Dataset entries -

Segment Open

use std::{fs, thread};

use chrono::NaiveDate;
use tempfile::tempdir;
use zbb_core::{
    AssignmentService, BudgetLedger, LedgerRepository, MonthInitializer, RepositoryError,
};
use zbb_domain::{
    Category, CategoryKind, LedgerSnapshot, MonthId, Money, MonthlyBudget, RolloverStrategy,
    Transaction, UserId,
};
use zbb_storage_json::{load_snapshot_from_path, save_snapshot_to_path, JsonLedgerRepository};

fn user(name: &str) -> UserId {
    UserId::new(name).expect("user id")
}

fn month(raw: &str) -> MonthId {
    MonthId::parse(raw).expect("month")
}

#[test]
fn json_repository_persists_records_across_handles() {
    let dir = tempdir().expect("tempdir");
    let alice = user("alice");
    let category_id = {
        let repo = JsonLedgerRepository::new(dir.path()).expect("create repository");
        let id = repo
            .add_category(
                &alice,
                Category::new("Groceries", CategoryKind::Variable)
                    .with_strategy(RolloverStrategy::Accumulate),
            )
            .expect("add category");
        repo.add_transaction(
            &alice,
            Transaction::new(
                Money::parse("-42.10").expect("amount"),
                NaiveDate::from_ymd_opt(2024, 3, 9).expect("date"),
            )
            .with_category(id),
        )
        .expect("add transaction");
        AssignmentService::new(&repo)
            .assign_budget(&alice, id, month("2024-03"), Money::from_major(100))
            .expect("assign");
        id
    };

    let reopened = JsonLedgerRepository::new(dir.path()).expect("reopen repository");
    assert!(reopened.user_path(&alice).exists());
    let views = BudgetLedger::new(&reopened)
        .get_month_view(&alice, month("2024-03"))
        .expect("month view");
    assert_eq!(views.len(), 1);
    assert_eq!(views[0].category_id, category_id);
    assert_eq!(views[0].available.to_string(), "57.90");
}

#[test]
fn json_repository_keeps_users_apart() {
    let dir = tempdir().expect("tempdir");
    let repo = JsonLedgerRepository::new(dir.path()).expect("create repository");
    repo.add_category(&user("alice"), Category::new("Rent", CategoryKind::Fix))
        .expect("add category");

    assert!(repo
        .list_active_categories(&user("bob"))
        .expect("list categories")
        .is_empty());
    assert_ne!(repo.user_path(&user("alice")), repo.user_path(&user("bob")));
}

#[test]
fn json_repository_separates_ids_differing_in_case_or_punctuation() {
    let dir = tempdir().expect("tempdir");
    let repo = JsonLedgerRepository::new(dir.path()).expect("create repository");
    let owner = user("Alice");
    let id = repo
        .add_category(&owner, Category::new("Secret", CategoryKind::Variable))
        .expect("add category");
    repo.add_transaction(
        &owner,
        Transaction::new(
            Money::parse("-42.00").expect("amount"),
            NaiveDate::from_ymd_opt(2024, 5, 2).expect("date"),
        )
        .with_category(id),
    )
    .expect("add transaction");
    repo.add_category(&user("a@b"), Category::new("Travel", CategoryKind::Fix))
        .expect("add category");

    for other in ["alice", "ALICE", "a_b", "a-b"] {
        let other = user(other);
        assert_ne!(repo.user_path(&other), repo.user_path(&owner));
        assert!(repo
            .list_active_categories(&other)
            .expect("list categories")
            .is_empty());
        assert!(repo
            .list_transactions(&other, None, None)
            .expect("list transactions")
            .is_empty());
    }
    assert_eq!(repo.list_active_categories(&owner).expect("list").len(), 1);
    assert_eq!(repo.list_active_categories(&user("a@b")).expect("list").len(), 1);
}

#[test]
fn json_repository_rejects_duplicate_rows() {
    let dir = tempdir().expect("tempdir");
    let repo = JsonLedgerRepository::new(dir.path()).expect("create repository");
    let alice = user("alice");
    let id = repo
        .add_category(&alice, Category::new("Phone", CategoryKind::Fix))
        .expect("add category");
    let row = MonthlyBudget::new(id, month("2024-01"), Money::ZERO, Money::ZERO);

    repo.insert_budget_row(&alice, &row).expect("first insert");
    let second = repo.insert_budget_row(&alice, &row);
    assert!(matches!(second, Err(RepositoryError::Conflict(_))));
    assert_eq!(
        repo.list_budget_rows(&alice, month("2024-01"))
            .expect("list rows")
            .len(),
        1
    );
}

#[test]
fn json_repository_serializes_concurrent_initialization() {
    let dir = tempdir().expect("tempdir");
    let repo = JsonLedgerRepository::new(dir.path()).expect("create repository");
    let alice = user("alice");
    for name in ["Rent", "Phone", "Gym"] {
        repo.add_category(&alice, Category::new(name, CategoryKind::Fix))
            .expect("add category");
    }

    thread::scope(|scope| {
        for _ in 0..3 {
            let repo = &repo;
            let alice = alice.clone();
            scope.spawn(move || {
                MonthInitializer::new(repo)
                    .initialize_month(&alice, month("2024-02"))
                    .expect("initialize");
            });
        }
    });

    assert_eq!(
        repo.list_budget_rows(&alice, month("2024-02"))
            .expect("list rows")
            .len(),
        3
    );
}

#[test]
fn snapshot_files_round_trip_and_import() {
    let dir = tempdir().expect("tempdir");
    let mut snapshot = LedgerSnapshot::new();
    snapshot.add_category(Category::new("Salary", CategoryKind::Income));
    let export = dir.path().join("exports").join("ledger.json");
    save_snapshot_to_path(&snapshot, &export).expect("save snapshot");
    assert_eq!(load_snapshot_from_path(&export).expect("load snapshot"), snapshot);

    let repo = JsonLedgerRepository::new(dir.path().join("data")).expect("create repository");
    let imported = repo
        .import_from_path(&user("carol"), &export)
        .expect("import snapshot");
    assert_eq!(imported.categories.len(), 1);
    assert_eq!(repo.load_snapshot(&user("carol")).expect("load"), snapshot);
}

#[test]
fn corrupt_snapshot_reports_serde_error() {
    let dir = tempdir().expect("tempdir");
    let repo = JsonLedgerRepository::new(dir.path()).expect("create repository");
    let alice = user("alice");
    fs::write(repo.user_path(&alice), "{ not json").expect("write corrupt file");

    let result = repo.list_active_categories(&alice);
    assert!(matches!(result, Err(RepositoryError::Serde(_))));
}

Segment Closed
Segment Open

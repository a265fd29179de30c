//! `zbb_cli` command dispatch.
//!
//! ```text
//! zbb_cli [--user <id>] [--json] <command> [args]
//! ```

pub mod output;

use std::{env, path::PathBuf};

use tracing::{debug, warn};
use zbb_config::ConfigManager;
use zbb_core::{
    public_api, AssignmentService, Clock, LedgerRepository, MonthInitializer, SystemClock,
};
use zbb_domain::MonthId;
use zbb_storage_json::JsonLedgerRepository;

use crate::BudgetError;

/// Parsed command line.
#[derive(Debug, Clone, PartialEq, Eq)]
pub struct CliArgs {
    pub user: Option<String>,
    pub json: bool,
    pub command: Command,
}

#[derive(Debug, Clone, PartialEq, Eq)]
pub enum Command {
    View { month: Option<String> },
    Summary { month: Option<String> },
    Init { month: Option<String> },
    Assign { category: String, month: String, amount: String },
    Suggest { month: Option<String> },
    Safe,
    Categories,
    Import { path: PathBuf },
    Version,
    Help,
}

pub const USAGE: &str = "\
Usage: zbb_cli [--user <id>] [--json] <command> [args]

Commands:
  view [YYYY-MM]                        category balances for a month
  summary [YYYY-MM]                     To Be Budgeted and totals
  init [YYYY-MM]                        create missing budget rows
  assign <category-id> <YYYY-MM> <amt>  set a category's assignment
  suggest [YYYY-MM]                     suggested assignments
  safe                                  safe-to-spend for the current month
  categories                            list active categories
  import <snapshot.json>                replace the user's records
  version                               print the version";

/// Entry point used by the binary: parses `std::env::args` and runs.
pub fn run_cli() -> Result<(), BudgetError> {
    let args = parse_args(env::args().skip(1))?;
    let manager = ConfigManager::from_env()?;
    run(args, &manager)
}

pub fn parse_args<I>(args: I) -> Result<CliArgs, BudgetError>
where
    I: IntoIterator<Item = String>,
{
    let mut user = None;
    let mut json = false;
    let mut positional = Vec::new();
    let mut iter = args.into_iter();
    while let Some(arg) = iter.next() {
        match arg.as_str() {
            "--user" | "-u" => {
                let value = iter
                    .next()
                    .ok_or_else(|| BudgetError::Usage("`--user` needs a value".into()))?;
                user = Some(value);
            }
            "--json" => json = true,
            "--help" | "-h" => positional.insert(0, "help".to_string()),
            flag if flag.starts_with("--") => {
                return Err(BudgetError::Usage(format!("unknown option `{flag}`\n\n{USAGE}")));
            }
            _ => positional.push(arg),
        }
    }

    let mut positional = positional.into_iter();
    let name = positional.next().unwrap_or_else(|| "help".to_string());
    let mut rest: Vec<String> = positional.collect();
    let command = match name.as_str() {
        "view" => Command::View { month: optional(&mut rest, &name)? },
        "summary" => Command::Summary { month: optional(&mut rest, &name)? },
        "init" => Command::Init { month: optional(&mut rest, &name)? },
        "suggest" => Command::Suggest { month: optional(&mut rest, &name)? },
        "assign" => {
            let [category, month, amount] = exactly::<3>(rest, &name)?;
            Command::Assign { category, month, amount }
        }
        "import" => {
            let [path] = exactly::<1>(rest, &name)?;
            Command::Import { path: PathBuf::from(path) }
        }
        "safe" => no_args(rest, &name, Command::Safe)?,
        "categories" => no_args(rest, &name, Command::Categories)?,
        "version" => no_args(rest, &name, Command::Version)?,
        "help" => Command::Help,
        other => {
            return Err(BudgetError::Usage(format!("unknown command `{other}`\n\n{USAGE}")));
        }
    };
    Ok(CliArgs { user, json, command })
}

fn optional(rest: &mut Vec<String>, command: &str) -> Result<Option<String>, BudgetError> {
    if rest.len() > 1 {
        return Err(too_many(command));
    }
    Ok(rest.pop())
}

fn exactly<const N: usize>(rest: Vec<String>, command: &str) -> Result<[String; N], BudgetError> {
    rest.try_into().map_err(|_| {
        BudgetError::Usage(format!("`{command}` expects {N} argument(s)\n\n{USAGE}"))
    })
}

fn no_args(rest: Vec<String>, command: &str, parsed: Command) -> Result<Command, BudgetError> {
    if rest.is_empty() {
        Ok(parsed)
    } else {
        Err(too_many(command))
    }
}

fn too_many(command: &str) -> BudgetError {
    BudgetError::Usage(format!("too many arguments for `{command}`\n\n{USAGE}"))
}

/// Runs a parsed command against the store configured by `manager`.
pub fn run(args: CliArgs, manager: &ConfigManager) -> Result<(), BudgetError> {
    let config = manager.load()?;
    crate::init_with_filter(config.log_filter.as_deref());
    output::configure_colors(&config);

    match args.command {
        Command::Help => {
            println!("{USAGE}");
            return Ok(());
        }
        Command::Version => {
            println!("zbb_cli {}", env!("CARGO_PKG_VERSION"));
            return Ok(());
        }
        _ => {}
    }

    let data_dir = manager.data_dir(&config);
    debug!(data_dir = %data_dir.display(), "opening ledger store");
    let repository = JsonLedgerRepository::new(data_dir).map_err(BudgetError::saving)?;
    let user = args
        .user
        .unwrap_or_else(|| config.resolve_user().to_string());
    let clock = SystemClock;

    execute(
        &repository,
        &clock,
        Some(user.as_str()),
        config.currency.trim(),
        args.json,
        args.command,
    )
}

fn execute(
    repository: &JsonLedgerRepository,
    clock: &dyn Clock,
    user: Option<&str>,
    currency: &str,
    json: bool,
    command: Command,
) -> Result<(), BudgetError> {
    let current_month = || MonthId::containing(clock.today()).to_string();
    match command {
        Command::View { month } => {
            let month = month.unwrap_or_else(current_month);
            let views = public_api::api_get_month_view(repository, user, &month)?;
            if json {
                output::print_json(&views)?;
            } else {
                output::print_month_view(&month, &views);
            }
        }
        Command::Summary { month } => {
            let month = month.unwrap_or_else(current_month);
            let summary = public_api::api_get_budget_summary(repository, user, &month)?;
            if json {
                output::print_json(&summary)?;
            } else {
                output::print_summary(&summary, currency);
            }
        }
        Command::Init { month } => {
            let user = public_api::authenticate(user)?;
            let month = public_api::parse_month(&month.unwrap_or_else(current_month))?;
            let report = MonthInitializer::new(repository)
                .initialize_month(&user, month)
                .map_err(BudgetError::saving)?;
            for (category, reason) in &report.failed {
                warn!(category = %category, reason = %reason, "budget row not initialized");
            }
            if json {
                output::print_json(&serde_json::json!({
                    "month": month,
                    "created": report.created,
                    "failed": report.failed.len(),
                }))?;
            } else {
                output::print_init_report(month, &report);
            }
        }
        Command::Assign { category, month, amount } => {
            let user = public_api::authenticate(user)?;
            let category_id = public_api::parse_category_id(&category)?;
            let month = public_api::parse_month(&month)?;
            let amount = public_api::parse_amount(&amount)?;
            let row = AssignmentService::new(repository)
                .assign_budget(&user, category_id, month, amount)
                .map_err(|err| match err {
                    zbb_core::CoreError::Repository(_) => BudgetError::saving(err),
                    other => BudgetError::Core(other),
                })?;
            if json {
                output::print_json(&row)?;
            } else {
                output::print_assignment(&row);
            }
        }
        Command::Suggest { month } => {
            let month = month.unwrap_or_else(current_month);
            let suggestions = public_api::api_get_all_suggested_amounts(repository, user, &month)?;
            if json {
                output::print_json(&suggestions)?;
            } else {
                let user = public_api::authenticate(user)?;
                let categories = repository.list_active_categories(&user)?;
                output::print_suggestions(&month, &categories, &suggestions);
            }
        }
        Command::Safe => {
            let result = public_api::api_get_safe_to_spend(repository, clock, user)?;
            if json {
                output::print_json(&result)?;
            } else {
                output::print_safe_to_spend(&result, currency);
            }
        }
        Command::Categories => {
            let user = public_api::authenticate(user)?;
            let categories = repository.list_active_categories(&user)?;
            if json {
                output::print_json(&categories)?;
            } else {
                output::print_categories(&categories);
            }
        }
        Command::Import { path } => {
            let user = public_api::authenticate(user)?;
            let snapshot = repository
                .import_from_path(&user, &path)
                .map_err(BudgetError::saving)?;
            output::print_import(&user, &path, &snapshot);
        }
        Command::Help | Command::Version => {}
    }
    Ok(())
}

Segment Closed

WHAT YOU WILL DO -
Your task is to list each line of the records with the word "SystemClock".

RESPONSE BOX -
    public_api, AssignmentService, Clock, LedgerRepository, MonthInitializer, SystemClock,
    let clock = SystemClock;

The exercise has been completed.